Stored items:
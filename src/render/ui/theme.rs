//! Color theme and styling definitions using ratatui colors.

use ratatui::style::{Color, Modifier, Style};

/// Color theme for the calculator surface
#[derive(Debug, Clone)]
pub struct ColorTheme {
    /// Expression field text
    pub expression: Style,

    /// Border of the surface that currently has focus
    pub focused_border: Style,

    /// Border of unfocused surfaces
    pub border: Style,

    /// Error slot text
    pub error_text: Style,

    /// Keypad button labels
    pub button: Style,

    /// Command buttons (AC, DEL, =, TEST)
    pub command_button: Style,

    /// Status line text (diagnostics)
    pub status: Style,
}

impl Default for ColorTheme {
    fn default() -> Self {
        Self {
            expression: Style::default().add_modifier(Modifier::BOLD),
            focused_border: Style::default().fg(Color::Cyan),
            border: Style::default().fg(Color::DarkGray),
            error_text: Style::default().fg(Color::Red),
            button: Style::default(),
            command_button: Style::default().fg(Color::Yellow),
            status: Style::default().fg(Color::DarkGray),
        }
    }
}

- _Prompt_:
Go through the entries and repeat each one exactly.

- _Exercise response_:
filename src/render/ui/theme.rs
//! Color theme and styling definitions using ratatui colors.

use ratatui::style::{Color, Modifier, Style};

/// Color theme for the calculator surface
#[derive(Debug, Clone)]
pub struct ColorTheme {
    /// Expression field text
    pub expression: Style,

    /// Border of the surface that currently has focus
    pub focused_border: Style,

    /// Border of unfocused surfaces
    pub border: Style,

    /// Error slot text
    pub error_text: Style,

    /// Keypad button labels
    pub button: Style,

    /// Command buttons (AC, DEL, =, TEST)
    pub command_button: Style,

    /// Status line text (diagnostics)
    pub status: Style,
}

impl Default for ColorTheme {
    fn default() -> Self {
        Self {
            expression: Style::default().add_modifier(Modifier::BOLD),
            focused_border: Style::default().fg(Color::Cyan),
            border: Style::default().fg(Color::DarkGray),
            error_text: Style::default().fg(Color::Red),
            button: Style::default(),
            command_button: Style::default().fg(Color::Yellow),
            status: Style::default().fg(Color::DarkGray),
        }
    }
}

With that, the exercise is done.